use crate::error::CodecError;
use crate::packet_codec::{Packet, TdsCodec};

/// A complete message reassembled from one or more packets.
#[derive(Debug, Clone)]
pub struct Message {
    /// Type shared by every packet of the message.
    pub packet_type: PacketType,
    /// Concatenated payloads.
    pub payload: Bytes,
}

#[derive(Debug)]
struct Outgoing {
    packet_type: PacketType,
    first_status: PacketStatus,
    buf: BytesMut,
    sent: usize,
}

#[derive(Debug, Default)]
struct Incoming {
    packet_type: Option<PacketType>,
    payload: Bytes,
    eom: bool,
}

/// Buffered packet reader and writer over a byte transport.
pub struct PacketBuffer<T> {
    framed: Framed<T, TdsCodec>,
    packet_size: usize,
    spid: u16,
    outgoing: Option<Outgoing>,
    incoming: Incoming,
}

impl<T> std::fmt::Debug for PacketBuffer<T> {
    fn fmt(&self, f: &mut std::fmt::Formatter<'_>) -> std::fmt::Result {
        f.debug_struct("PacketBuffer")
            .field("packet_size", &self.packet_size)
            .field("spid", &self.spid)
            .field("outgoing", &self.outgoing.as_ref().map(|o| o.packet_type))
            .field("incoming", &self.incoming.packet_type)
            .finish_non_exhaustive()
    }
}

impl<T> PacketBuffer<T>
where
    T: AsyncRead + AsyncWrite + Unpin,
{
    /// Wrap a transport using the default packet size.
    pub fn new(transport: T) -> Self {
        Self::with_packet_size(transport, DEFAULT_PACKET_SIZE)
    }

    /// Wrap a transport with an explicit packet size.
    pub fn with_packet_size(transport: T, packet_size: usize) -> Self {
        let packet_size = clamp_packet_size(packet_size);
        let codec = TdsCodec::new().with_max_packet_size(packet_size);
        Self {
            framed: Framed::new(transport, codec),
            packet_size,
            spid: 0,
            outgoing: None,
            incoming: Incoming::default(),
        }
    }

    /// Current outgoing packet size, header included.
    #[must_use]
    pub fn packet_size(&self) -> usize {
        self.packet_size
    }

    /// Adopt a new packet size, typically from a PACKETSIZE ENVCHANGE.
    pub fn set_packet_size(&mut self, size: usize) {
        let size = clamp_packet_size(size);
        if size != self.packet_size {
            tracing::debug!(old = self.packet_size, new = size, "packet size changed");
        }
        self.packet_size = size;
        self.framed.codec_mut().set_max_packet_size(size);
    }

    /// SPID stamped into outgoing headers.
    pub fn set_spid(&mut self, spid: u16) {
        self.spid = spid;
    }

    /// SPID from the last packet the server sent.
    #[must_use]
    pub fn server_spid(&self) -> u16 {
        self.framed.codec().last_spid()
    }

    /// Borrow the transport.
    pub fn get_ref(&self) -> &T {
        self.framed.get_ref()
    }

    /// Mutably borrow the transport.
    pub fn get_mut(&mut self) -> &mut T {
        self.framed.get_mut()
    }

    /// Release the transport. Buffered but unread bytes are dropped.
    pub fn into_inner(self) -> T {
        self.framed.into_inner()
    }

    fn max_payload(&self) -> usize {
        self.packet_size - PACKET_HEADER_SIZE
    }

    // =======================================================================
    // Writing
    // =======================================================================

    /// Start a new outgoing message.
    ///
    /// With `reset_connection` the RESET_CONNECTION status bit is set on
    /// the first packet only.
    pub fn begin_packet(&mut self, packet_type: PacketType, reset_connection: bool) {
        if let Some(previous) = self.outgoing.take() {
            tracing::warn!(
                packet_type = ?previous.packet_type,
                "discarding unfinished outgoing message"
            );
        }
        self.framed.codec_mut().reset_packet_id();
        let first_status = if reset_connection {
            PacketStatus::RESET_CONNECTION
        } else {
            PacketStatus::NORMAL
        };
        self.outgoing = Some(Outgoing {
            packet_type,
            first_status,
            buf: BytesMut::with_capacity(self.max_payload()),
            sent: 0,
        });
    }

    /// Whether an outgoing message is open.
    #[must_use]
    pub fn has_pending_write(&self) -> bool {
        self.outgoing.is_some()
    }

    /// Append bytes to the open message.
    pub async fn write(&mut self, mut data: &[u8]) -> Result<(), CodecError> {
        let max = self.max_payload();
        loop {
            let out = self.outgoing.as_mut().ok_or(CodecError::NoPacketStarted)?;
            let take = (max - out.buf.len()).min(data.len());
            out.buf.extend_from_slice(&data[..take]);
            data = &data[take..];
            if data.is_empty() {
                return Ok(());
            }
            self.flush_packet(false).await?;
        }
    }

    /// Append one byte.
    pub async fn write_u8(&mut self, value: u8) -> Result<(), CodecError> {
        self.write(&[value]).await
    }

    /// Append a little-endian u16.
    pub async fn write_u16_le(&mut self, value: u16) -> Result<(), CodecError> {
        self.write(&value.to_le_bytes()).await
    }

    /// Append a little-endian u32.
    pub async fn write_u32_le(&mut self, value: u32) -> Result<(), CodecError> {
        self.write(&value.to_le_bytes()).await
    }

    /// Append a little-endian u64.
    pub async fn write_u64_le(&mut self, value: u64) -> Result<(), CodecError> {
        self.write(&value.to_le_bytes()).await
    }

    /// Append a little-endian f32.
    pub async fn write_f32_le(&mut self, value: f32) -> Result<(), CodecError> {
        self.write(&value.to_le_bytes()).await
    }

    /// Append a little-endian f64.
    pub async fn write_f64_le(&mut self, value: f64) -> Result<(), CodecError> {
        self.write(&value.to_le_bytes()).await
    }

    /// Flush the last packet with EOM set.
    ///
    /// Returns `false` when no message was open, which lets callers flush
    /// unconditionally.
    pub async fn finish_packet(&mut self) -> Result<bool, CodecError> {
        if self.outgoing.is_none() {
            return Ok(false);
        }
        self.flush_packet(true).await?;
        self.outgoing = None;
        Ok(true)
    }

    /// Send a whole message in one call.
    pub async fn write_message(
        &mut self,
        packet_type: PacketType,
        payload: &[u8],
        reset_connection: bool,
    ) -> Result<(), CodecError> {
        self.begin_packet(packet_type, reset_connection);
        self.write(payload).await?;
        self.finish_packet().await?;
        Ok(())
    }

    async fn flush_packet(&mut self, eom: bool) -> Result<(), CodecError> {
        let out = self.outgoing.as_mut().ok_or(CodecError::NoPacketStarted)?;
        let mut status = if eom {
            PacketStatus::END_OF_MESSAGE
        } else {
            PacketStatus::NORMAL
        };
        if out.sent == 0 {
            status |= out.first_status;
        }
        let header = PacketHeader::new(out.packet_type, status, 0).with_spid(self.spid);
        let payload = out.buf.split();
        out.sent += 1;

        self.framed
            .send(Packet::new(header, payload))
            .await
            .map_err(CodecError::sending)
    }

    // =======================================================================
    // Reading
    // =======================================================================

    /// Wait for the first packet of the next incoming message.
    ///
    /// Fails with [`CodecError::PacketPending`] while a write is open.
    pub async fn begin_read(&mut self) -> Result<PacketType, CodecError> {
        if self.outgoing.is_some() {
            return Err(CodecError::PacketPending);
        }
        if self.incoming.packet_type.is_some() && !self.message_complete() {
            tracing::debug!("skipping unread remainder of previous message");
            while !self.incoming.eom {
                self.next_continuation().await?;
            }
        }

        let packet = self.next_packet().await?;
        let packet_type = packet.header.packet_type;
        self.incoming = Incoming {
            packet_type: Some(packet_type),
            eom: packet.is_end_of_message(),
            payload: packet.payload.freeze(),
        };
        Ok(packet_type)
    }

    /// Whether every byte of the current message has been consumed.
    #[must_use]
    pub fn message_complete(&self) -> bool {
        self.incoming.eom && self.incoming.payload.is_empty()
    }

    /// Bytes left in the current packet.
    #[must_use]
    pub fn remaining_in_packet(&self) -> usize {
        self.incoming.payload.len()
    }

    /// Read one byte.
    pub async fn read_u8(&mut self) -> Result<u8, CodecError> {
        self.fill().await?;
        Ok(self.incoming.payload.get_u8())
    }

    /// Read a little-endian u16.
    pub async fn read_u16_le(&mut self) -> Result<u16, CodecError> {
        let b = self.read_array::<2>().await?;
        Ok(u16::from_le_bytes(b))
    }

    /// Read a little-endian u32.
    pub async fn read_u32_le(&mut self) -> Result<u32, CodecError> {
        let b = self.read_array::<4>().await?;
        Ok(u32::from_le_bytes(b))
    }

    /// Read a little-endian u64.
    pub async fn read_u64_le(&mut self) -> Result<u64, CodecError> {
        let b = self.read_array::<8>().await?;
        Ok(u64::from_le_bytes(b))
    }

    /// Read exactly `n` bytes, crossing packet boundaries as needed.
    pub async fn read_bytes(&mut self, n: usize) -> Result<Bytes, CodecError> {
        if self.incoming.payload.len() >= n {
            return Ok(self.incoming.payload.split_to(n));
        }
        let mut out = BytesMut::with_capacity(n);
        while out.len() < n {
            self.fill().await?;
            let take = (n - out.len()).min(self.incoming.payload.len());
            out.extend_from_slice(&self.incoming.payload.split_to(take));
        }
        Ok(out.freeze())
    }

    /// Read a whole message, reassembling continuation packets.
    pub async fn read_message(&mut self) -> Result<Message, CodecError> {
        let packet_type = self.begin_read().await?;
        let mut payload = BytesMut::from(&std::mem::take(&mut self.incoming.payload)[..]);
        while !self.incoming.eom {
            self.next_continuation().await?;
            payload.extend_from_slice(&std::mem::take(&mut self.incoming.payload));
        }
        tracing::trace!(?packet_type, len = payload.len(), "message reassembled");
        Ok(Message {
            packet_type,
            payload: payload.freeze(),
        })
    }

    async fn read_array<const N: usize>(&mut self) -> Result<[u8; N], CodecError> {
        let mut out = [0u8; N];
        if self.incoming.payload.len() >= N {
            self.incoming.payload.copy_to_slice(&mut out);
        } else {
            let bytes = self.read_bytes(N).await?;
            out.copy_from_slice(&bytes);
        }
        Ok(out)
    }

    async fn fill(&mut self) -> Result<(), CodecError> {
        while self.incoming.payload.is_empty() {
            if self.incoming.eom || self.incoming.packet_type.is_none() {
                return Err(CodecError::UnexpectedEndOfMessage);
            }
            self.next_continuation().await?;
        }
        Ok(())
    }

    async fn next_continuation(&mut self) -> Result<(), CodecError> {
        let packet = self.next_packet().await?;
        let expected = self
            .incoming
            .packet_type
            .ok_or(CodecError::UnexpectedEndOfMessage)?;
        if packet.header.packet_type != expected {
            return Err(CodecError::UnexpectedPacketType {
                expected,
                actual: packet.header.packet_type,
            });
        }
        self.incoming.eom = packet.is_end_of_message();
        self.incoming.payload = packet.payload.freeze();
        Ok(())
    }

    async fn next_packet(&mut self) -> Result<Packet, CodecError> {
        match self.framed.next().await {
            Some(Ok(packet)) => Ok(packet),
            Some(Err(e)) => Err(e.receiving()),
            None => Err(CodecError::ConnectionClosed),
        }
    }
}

::::::::::

Across the listing above, report every line where "data" occurs.

    pub async fn write(&mut self, mut data: &[u8]) -> Result<(), CodecError> {
            let take = (max - out.buf.len()).min(data.len());
            out.buf.extend_from_slice(&data[..take]);
            data = &data[take..];
            if data.is_empty() {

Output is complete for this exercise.